The clouds part just above the horizon, where a weak sun glimmers like a bonfire among the skeletal trees. Distant shots ring out.
The boom of a rifle. A small hawk glides through the trees, lands between me and the faint yellow blotch of sun and waggles its tail.
Creak and rattle from the woods. A distant gunshot. Overhead, the shapely cumulus could almost be a summer sky, if it didn’t move so fast.
A blaze-orange hunting coat floats through the snowy woods, out-of-place as a sign in the desert: burning bush, billboard, neon whorehouse.

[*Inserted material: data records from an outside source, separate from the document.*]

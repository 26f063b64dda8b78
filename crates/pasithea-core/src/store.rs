//! The canonical ordered issue collection and its single-issue mutations.
//!
//! The store is explicitly owned: one instance per session, passed `&mut` into
//! every tool handler. No operation fails for "not found" — absence is a value
//! (`Option`/`bool`/count) the caller turns into a textual result.

use chrono::Utc;

use crate::model::{now_rfc3339, Issue, Priority, Status};

/// Generates `ISS-`-prefixed ids: wall-clock milliseconds in uppercase hex
/// plus a per-store monotonic counter in base36. The counter is what makes
/// rapid same-millisecond creations produce distinct ids.
#[derive(Debug, Default)]
pub struct IdGenerator {
    seq: u64,
}

impl IdGenerator {
    #[must_use]
    pub const fn new() -> Self {
        Self { seq: 0 }
    }

    /// Next unique id for this generator's lifetime.
    pub fn next_id(&mut self) -> String {
        let millis = u64::try_from(Utc::now().timestamp_millis()).unwrap_or_default();
        let seq = self.seq;
        self.seq += 1;
        format!("ISS-{millis:X}-{}", base36(seq))
    }
}

fn base36(mut n: u64) -> String {
    let mut out = String::new();
    loop {
        let digit = char::from_digit(u32::try_from(n % 36).unwrap_or_default(), 36)
            .unwrap_or('0');
        out.insert(0, digit);
        n /= 36;
        if n == 0 {
            break;
        }
    }
    out
}

/// A patch over one issue's mutable fields. `None` means "do not change" —
/// there is no way to clear a field through a patch.
#[derive(Debug, Clone, Default, PartialEq, Eq)]
pub struct IssueChanges {
    pub title: Option<String>,
    pub description: Option<String>,
    pub status: Option<Status>,
    pub priority: Option<Priority>,
    pub assignee: Option<String>,
    pub labels: Option<Vec<String>>,
}

impl IssueChanges {
    /// True when the patch names no fields at all.
    #[must_use]
    pub const fn is_empty(&self) -> bool {
        self.title.is_none()
            && self.description.is_none()
            && self.status.is_none()
            && self.priority.is_none()
            && self.assignee.is_none()
            && self.labels.is_none()
    }

    /// Apply the patch to `issue`, refreshing `updated_at`. Fields absent from
    /// the patch retain their prior values exactly.
    pub fn apply_to(&self, issue: &mut Issue) {
        if let Some(title) = &self.title {
            issue.title = title.clone();
        }
        if let Some(description) = &self.description {
            issue.description = description.clone();
        }
        if let Some(status) = self.status {
            issue.status = status;
        }
        if let Some(priority) = self.priority {
            issue.priority = priority;
        }
        if let Some(assignee) = &self.assignee {
            issue.assignee = Some(assignee.clone());
        }
        if let Some(labels) = &self.labels {
            issue.labels = labels.clone();
        }
        issue.updated_at = now_rfc3339();
    }
}

/// The canonical ordered collection. Owns id generation so uniqueness holds
/// for the store's whole lifetime.
#[derive(Debug, Default)]
pub struct IssueStore {
    issues: Vec<Issue>,
    ids: IdGenerator,
}

impl IssueStore {
    #[must_use]
    pub const fn new() -> Self {
        Self {
            issues: Vec::new(),
            ids: IdGenerator::new(),
        }
    }

    /// All issues in insertion order.
    #[must_use]
    pub fn list(&self) -> &[Issue] {
        &self.issues
    }

    #[must_use]
    pub fn len(&self) -> usize {
        self.issues.len()
    }

    #[must_use]
    pub fn is_empty(&self) -> bool {
        self.issues.is_empty()
    }

    /// Draw the next unique id from the store's generator.
    pub fn next_id(&mut self) -> String {
        self.ids.next_id()
    }

    /// Append a fully-defaulted record. The caller is responsible for having
    /// drawn `issue.id` from this store's generator (or another unique source).
    pub fn insert(&mut self, issue: Issue) {
        self.issues.push(issue);
    }

    #[must_use]
    pub fn find_by_id(&self, id: &str) -> Option<&Issue> {
        self.issues.iter().find(|issue| issue.id == id)
    }

    /// Patch one issue. Returns `false` (and changes nothing) when `id` is
    /// absent; otherwise applies the patch and refreshes `updated_at`.
    pub fn update(&mut self, id: &str, changes: &IssueChanges) -> bool {
        match self.issues.iter_mut().find(|issue| issue.id == id) {
            Some(issue) => {
                changes.apply_to(issue);
                true
            }
            None => false,
        }
    }

    /// Remove at most one record; returns how many were removed (0 or 1).
    pub fn remove(&mut self, id: &str) -> usize {
        let before = self.issues.len();
        self.issues.retain(|issue| issue.id != id);
        before - self.issues.len()
    }

    /// Wholesale adoption of a pushed replica snapshot: the inbound list
    /// replaces the collection, order included.
    pub fn replace_all(&mut self, issues: Vec<Issue>) {
        self.issues = issues;
    }
}

#[cfg(test)]
mod tests {
    use super::{base36, IdGenerator, IssueChanges, IssueStore};
    use crate::model::{IssueDraft, Priority, Status};
    use std::collections::HashSet;
    use std::time::Duration;

    fn draft(title: &str) -> IssueDraft {
        IssueDraft {
            title: title.to_string(),
            ..IssueDraft::default()
        }
    }

    fn seeded_store(titles: &[&str]) -> IssueStore {
        let mut store = IssueStore::new();
        for title in titles {
            let id = store.next_id();
            store.insert(draft(title).into_issue(id));
        }
        store
    }

    #[test]
    fn base36_encodes_expected_digits() {
        assert_eq!(base36(0), "0");
        assert_eq!(base36(35), "z");
        assert_eq!(base36(36), "10");
        assert_eq!(base36(36 * 36 + 1), "101");
    }

    #[test]
    fn rapid_ids_are_distinct_within_one_millisecond() {
        let mut ids = IdGenerator::new();
        let burst: Vec<String> = (0..500).map(|_| ids.next_id()).collect();
        let unique: HashSet<&String> = burst.iter().collect();
        assert_eq!(unique.len(), burst.len());
        assert!(burst.iter().all(|id| id.starts_with("ISS-")));
    }

    #[test]
    fn store_preserves_insertion_order() {
        let store = seeded_store(&["first", "second", "third"]);
        let titles: Vec<&str> = store.list().iter().map(|i| i.title.as_str()).collect();
        assert_eq!(titles, ["first", "second", "third"]);
    }

    #[test]
    fn find_by_id_hits_and_misses() {
        let store = seeded_store(&["only"]);
        let id = store.list()[0].id.clone();
        assert!(store.find_by_id(&id).is_some());
        assert!(store.find_by_id("ISS-NOPE").is_none());
    }

    #[test]
    fn update_patches_only_named_fields() {
        let mut store = seeded_store(&["keep me"]);
        let id = store.list()[0].id.clone();
        let before = store.list()[0].clone();

        std::thread::sleep(Duration::from_millis(2));
        let changed = store.update(
            &id,
            &IssueChanges {
                status: Some(Status::Done),
                ..IssueChanges::default()
            },
        );
        assert!(changed);

        let after = store.find_by_id(&id).unwrap();
        assert_eq!(after.status, Status::Done);
        assert_eq!(after.title, before.title);
        assert_eq!(after.description, before.description);
        assert_eq!(after.priority, before.priority);
        assert_eq!(after.assignee, before.assignee);
        assert_eq!(after.labels, before.labels);
        assert_eq!(after.created_at, before.created_at);
        assert!(after.updated_at > before.updated_at);
    }

    #[test]
    fn update_missing_id_changes_nothing() {
        let mut store = seeded_store(&["a"]);
        let snapshot: Vec<_> = store.list().to_vec();
        let changed = store.update(
            "ISS-NOPE",
            &IssueChanges {
                priority: Some(Priority::Critical),
                ..IssueChanges::default()
            },
        );
        assert!(!changed);
        assert_eq!(store.list(), snapshot.as_slice());
    }

    #[test]
    fn remove_is_idempotent() {
        let mut store = seeded_store(&["a", "b"]);
        let id = store.list()[0].id.clone();
        assert_eq!(store.remove(&id), 1);
        assert_eq!(store.remove(&id), 0);
        assert_eq!(store.len(), 1);
    }

    #[test]
    fn replace_all_adopts_inbound_order() {
        let mut store = seeded_store(&["x", "y"]);
        let mut incoming: Vec<_> = store.list().to_vec();
        incoming.reverse();
        store.replace_all(incoming.clone());
        assert_eq!(store.list(), incoming.as_slice());
    }

    #[test]
    fn empty_patch_still_refreshes_updated_at() {
        let mut store = seeded_store(&["a"]);
        let id = store.list()[0].id.clone();
        let before = store.list()[0].updated_at.clone();
        std::thread::sleep(Duration::from_millis(2));
        assert!(store.update(&id, &IssueChanges::default()));
        assert!(store.find_by_id(&id).unwrap().updated_at > before);
    }

    #[test]
    fn store_does_not_deduplicate_labels() {
        let mut store = IssueStore::new();
        let id = store.next_id();
        let mut issue = draft("labels").into_issue(id.clone());
        issue.labels = vec!["dup".to_string(), "dup".to_string()];
        store.insert(issue);
        assert_eq!(store.find_by_id(&id).unwrap().labels.len(), 2);
    }
}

A cold, wet morning that must test the hunters’ mettle. Over the rain, the rattle of the window-tapping cardinal clashing with her nemesis.
Blue overhead, and the frost so heavy, it looks like a light snow. From the barnyard, the voices of hunters returning with their first kill.
The opening day of rifle season. Deer run back and forth through the laurel—each shift of the wind must bring a different human’s stink.
The still, gray morning is interrupted by the stuttering roar of a pickup full of hunters hauling an enormous homemade wooden tree stand.
Halfway up the ridge, a flashlight bobs through the trees, stops, goes out. Then the rustling thuds of hooves in dry leaves. Then silence.